Prompt :: Set down every entry once more, character for character.

Stored items:
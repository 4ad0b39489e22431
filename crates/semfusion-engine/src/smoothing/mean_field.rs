// Copyright 2025 Neuraville Inc.
// SPDX-License-Identifier: Apache-2.0

//! Reference dense-CRF solver
//!
//! Exact mean-field inference with a Potts compatibility and two Gaussian kernels:
//! - spatial: `w_s * exp(-|dp|^2 / 2 sigma_s^2)`
//! - bilateral: `w_b * exp(-|dp|^2 / 2 sigma_bp^2 - |dc|^2 / 2 sigma_bc^2)`
//!
//! Message passing is O(N^2) per iteration, parallel over elements. Suitable for
//! small maps and tests; large maps should plug in a lattice-based solver.

use ndarray::parallel::prelude::*;
use ndarray::{Array2, ArrayView2, Axis};

use super::{PairwiseFeatures, PairwiseSolver, SmoothingParams};

/// Exact mean-field solver on the CPU
#[derive(Debug, Clone, Copy, Default)]
pub struct MeanFieldSolver;

impl MeanFieldSolver {
    pub fn new() -> Self {
        Self
    }
}

/// Precomputed kernel coefficients
struct Kernels {
    spatial_weight: f32,
    spatial_scale: f32,
    bilateral_weight: f32,
    bilateral_position_scale: f32,
    bilateral_colour_scale: f32,
}

impl Kernels {
    fn new(params: &SmoothingParams) -> Self {
        let scale = |stddev: f32| 1.0 / (2.0 * stddev * stddev);
        Self {
            spatial_weight: params.spatial_weight,
            spatial_scale: scale(params.spatial_stddev),
            bilateral_weight: params.bilateral_weight,
            bilateral_position_scale: scale(params.bilateral_position_stddev),
            bilateral_colour_scale: scale(params.bilateral_colour_stddev),
        }
    }

    #[inline]
    fn affinity(&self, features: &PairwiseFeatures, i: usize, j: usize) -> f32 {
        let position_distance = squared_distance(&features.positions[i], &features.positions[j]);
        let colour_distance = squared_distance(&features.colours[i], &features.colours[j]);

        let mut affinity = 0.0;
        if self.spatial_weight > 0.0 {
            affinity += self.spatial_weight * (-position_distance * self.spatial_scale).exp();
        }
        if self.bilateral_weight > 0.0 {
            affinity += self.bilateral_weight
                * (-position_distance * self.bilateral_position_scale
                    - colour_distance * self.bilateral_colour_scale)
                    .exp();
        }
        affinity
    }
}

#[inline]
fn squared_distance(a: &[f32; 3], b: &[f32; 3]) -> f32 {
    a.iter().zip(b).map(|(x, y)| (x - y) * (x - y)).sum()
}

/// In-place softmax of negated energies
fn softmax_of_negated(energies: &mut [f32]) {
    let min = energies.iter().copied().fold(f32::INFINITY, f32::min);
    let mut sum = 0.0;
    for e in energies.iter_mut() {
        *e = (min - *e).exp();
        sum += *e;
    }
    for e in energies.iter_mut() {
        *e /= sum;
    }
}

impl PairwiseSolver for MeanFieldSolver {
    fn solver_name(&self) -> &str {
        "mean-field"
    }

    fn solve(
        &self,
        unary: ArrayView2<'_, f32>,
        features: &PairwiseFeatures,
        params: &SmoothingParams,
    ) -> Array2<f32> {
        let (elements, num_classes) = unary.dim();
        assert_eq!(
            features.len(),
            elements,
            "features describe {} elements, unary has {}",
            features.len(),
            elements
        );

        // Initial marginals from unaries alone
        let mut marginals = Array2::<f32>::zeros((elements, num_classes));
        marginals.assign(&unary);
        marginals
            .axis_iter_mut(Axis(0))
            .into_par_iter()
            .for_each(|mut row| {
                // Standard layout, so every row is contiguous
                if let Some(slice) = row.as_slice_mut() {
                    softmax_of_negated(slice);
                }
            });

        let kernels = Kernels::new(params);
        let relaxation = params.relaxation;

        for _ in 0..params.iterations {
            let previous = marginals.view();
            let mut next = Array2::<f32>::zeros((elements, num_classes));
            next.axis_iter_mut(Axis(0))
                .into_par_iter()
                .enumerate()
                .for_each_init(
                    || vec![0.0f32; num_classes],
                    |energies, (i, mut out)| {
                        energies.iter_mut().for_each(|m| *m = 0.0);

                        // Potts: each label is rewarded by neighbours' mass on the same label
                        for j in 0..elements {
                            if j == i {
                                continue;
                            }
                            let affinity = kernels.affinity(features, i, j);
                            if affinity <= 0.0 {
                                continue;
                            }
                            for (m, &q) in energies.iter_mut().zip(previous.row(j).iter()) {
                                *m += affinity * q;
                            }
                        }

                        for (e, &u) in energies.iter_mut().zip(unary.row(i).iter()) {
                            *e = u - *e;
                        }
                        softmax_of_negated(energies);

                        for ((cell, &updated), &old) in
                            out.iter_mut().zip(energies.iter()).zip(previous.row(i).iter())
                        {
                            *cell = (1.0 - relaxation) * old + relaxation * updated;
                        }
                    },
                );
            marginals = next;
        }

        marginals
    }
}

Response below ::
repository 4ad0b39489e22431
filename crates/semfusion-engine/src/smoothing/mean_field.rs
// Copyright 2025 Neuraville Inc.
// SPDX-License-Identifier: Apache-2.0

//! Reference dense-CRF solver
//!
//! Exact mean-field inference with a Potts compatibility and two Gaussian kernels:
//! - spatial: `w_s * exp(-|dp|^2 / 2 sigma_s^2)`
//! - bilateral: `w_b * exp(-|dp|^2 / 2 sigma_bp^2 - |dc|^2 / 2 sigma_bc^2)`
//!
//! Message passing is O(N^2) per iteration, parallel over elements. Suitable for
//! small maps and tests; large maps should plug in a lattice-based solver.

use ndarray::parallel::prelude::*;
use ndarray::{Array2, ArrayView2, Axis};

use super::{PairwiseFeatures, PairwiseSolver, SmoothingParams};

/// Exact mean-field solver on the CPU
#[derive(Debug, Clone, Copy, Default)]
pub struct MeanFieldSolver;

impl MeanFieldSolver {
    pub fn new() -> Self {
        Self
    }
}

/// Precomputed kernel coefficients
struct Kernels {
    spatial_weight: f32,
    spatial_scale: f32,
    bilateral_weight: f32,
    bilateral_position_scale: f32,
    bilateral_colour_scale: f32,
}

impl Kernels {
    fn new(params: &SmoothingParams) -> Self {
        let scale = |stddev: f32| 1.0 / (2.0 * stddev * stddev);
        Self {
            spatial_weight: params.spatial_weight,
            spatial_scale: scale(params.spatial_stddev),
            bilateral_weight: params.bilateral_weight,
            bilateral_position_scale: scale(params.bilateral_position_stddev),
            bilateral_colour_scale: scale(params.bilateral_colour_stddev),
        }
    }

    #[inline]
    fn affinity(&self, features: &PairwiseFeatures, i: usize, j: usize) -> f32 {
        let position_distance = squared_distance(&features.positions[i], &features.positions[j]);
        let colour_distance = squared_distance(&features.colours[i], &features.colours[j]);

        let mut affinity = 0.0;
        if self.spatial_weight > 0.0 {
            affinity += self.spatial_weight * (-position_distance * self.spatial_scale).exp();
        }
        if self.bilateral_weight > 0.0 {
            affinity += self.bilateral_weight
                * (-position_distance * self.bilateral_position_scale
                    - colour_distance * self.bilateral_colour_scale)
                    .exp();
        }
        affinity
    }
}

#[inline]
fn squared_distance(a: &[f32; 3], b: &[f32; 3]) -> f32 {
    a.iter().zip(b).map(|(x, y)| (x - y) * (x - y)).sum()
}

/// In-place softmax of negated energies
fn softmax_of_negated(energies: &mut [f32]) {
    let min = energies.iter().copied().fold(f32::INFINITY, f32::min);
    let mut sum = 0.0;
    for e in energies.iter_mut() {
        *e = (min - *e).exp();
        sum += *e;
    }
    for e in energies.iter_mut() {
        *e /= sum;
    }
}

impl PairwiseSolver for MeanFieldSolver {
    fn solver_name(&self) -> &str {
        "mean-field"
    }

    fn solve(
        &self,
        unary: ArrayView2<'_, f32>,
        features: &PairwiseFeatures,
        params: &SmoothingParams,
    ) -> Array2<f32> {
        let (elements, num_classes) = unary.dim();
        assert_eq!(
            features.len(),
            elements,
            "features describe {} elements, unary has {}",
            features.len(),
            elements
        );

        // Initial marginals from unaries alone
        let mut marginals = Array2::<f32>::zeros((elements, num_classes));
        marginals.assign(&unary);
        marginals
            .axis_iter_mut(Axis(0))
            .into_par_iter()
            .for_each(|mut row| {
                // Standard layout, so every row is contiguous
                if let Some(slice) = row.as_slice_mut() {
                    softmax_of_negated(slice);
                }
            });

        let kernels = Kernels::new(params);
        let relaxation = params.relaxation;

        for _ in 0..params.iterations {
            let previous = marginals.view();
            let mut next = Array2::<f32>::zeros((elements, num_classes));
            next.axis_iter_mut(Axis(0))
                .into_par_iter()
                .enumerate()
                .for_each_init(
                    || vec![0.0f32; num_classes],
                    |energies, (i, mut out)| {
                        energies.iter_mut().for_each(|m| *m = 0.0);

                        // Potts: each label is rewarded by neighbours' mass on the same label
                        for j in 0..elements {
                            if j == i {
                                continue;
                            }
                            let affinity = kernels.affinity(features, i, j);
                            if affinity <= 0.0 {
                                continue;
                            }
                            for (m, &q) in energies.iter_mut().zip(previous.row(j).iter()) {
                                *m += affinity * q;
                            }
                        }

                        for (e, &u) in energies.iter_mut().zip(unary.row(i).iter()) {
                            *e = u - *e;
                        }
                        softmax_of_negated(energies);

                        for ((cell, &updated), &old) in
                            out.iter_mut().zip(energies.iter()).zip(previous.row(i).iter())
                        {
                            *cell = (1.0 - relaxation) * old + relaxation * updated;
                        }
                    },
                );
            marginals = next;
        }

        marginals
    }
}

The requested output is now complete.